• Exercise:
Check each line of the listing below for the string "session", then copy every line that has it.
===============
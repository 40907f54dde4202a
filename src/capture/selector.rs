//! Stream capability selection

use serde::{Deserialize, Serialize};
use tracing::{info, warn};

use super::frame::PixelFormat;
use crate::error::{CameraError, CameraResult};

/// A resolution/format combination the hardware can stream
#[derive(Debug, Clone, Copy, PartialEq, Eq, Hash, Serialize, Deserialize)]
pub struct StreamCapability {
    pub width: u32,
    pub height: u32,
    pub format: PixelFormat,
}

impl std::fmt::Display for StreamCapability {
    fn fmt(&self, f: &mut std::fmt::Formatter<'_>) -> std::fmt::Result {
        write!(f, "{}x{} {:?}", self.width, self.height, self.format)
    }
}

/// Outcome of a selection. `fallback_used` is set when the ranking found
/// nothing and the first enumerated capability was taken instead.
#[derive(Debug, Clone, Copy, PartialEq, Eq)]
pub struct Selection {
    pub capability: StreamCapability,
    pub fallback_used: bool,
}

/// Pick the stream configuration to use for a requested resolution.
///
/// `best_fit` is the device's own ranking; when it comes back empty the first
/// capability in `available` is used and the fallback is logged and counted.
pub fn select_best_fit<F>(
    available: &[StreamCapability],
    target_width: u32,
    target_height: u32,
    best_fit: F,
) -> CameraResult<Selection>
where
    F: FnOnce(&[StreamCapability], u32, u32) -> Option<StreamCapability>,
{
    let first = *available.first().ok_or(CameraError::NoCapabilityAvailable)?;

    if let Some(capability) = best_fit(available, target_width, target_height) {
        info!(
            "Selected stream {} for target {}x{}",
            capability, target_width, target_height
        );
        return Ok(Selection {
            capability,
            fallback_used: false,
        });
    }

    warn!(
        "No best-fit stream for {}x{}, falling back to first enumerated {}",
        target_width, target_height, first
    );
    metrics::counter!("capability_fallbacks").increment(1);
    Ok(Selection {
        capability: first,
        fallback_used: true,
    })
}

/// Nearest-resolution ranking: smallest combined width/height distance,
/// earliest entry on ties.
pub fn nearest_capability(
    available: &[StreamCapability],
    target_width: u32,
    target_height: u32,
) -> Option<StreamCapability> {
    available
        .iter()
        .enumerate()
        .min_by_key(|(index, cap)| {
            let distance = cap.width.abs_diff(target_width) as u64
                + cap.height.abs_diff(target_height) as u64;
            (distance, *index)
        })
        .map(|(_, cap)| *cap)
}
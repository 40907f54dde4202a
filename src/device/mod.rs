//! Device connection and capability subsystem

pub mod simulated;
pub mod v4l2;

pub use simulated::{SimulatedDriver, SimulatedStats};
pub use v4l2::V4l2Driver;

use std::sync::Arc;

use async_trait::async_trait;
use serde::{Deserialize, Serialize};

use crate::capture::frame::{PixelFormat, RawFrameBuffer, ResultExtras};
use crate::capture::selector::{nearest_capability, StreamCapability};
use crate::error::DeviceResult;

/// Which physical camera a session targets
#[derive(Debug, Clone, Copy, PartialEq, Eq, Hash, Serialize, Deserialize)]
pub enum DeviceIdentifier {
    /// World-facing main camera
    Main,
    /// Computer-vision sensor
    ComputerVision,
}

/// Connection mode passed to the driver; only direct camera access is supported
#[derive(Debug, Clone, Copy, Default, PartialEq, Eq, Serialize, Deserialize)]
#[non_exhaustive]
pub enum ConnectFlags {
    #[default]
    CameraOnly,
}

#[derive(Debug, Clone, Copy, PartialEq, Eq)]
pub struct ConnectContext {
    pub identifier: DeviceIdentifier,
    pub flags: ConnectFlags,
}

#[derive(Debug, Clone, Copy, Default, PartialEq, Eq, Serialize, Deserialize)]
pub enum CaptureType {
    Image,
    #[default]
    Video,
    Preview,
}

/// One configured output stream
#[derive(Debug, Clone, Copy, PartialEq, Eq)]
pub struct StreamConfig {
    pub capability: StreamCapability,
    pub output_format: PixelFormat,
}

/// Configuration handed to the device; immutable once submitted
#[derive(Debug, Clone, PartialEq, Eq)]
pub struct CaptureConfig {
    pub frame_rate: u32,
    pub streams: Vec<StreamConfig>,
}

impl CaptureConfig {
    pub fn single(capability: StreamCapability, frame_rate: u32) -> Self {
        Self {
            frame_rate,
            streams: vec![StreamConfig {
                capability,
                output_format: capability.format,
            }],
        }
    }
}

/// Frame-arrival callback, invoked on the device's delivery thread
pub type FrameCallback = Arc<dyn Fn(&RawFrameBuffer<'_>, &ResultExtras) + Send + Sync>;

/// Entry point of the driver/SDK
#[async_trait]
pub trait CameraDriver: Send + Sync {
    /// `Err` means the query itself failed; `Ok(false)` that the device is busy or absent
    async fn availability(&self, identifier: DeviceIdentifier) -> DeviceResult<bool>;

    async fn connect(&self, context: ConnectContext) -> DeviceResult<Box<dyn CameraHandle>>;
}

/// A connected device, exclusively owned by the session
#[async_trait]
pub trait CameraHandle: Send + Sync {
    async fn stream_capabilities(&mut self, capture_type: CaptureType)
        -> DeviceResult<Vec<StreamCapability>>;

    /// Device ranking of `available` against a target resolution
    fn best_fit(
        &self,
        available: &[StreamCapability],
        width: u32,
        height: u32,
    ) -> Option<StreamCapability> {
        nearest_capability(available, width, height)
    }

    async fn prepare(&mut self, config: &CaptureConfig) -> DeviceResult<()>;

    async fn pre_capture_aeawb(&mut self) -> DeviceResult<()>;

    async fn start_capture(&mut self) -> DeviceResult<()>;

    async fn stop_capture(&mut self) -> DeviceResult<()>;

    /// Install or clear the frame callback. Once a clear returns, the callback
    /// is not running and will not be invoked again.
    fn set_frame_callback(&mut self, callback: Option<FrameCallback>);

    /// Release the device. The handle is dropped afterwards whatever the result.
    async fn disconnect(&mut self) -> DeviceResult<()>;
}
===============
• Solution to this task:
/// Which physical camera a session targets
/// A connected device, exclusively owned by the session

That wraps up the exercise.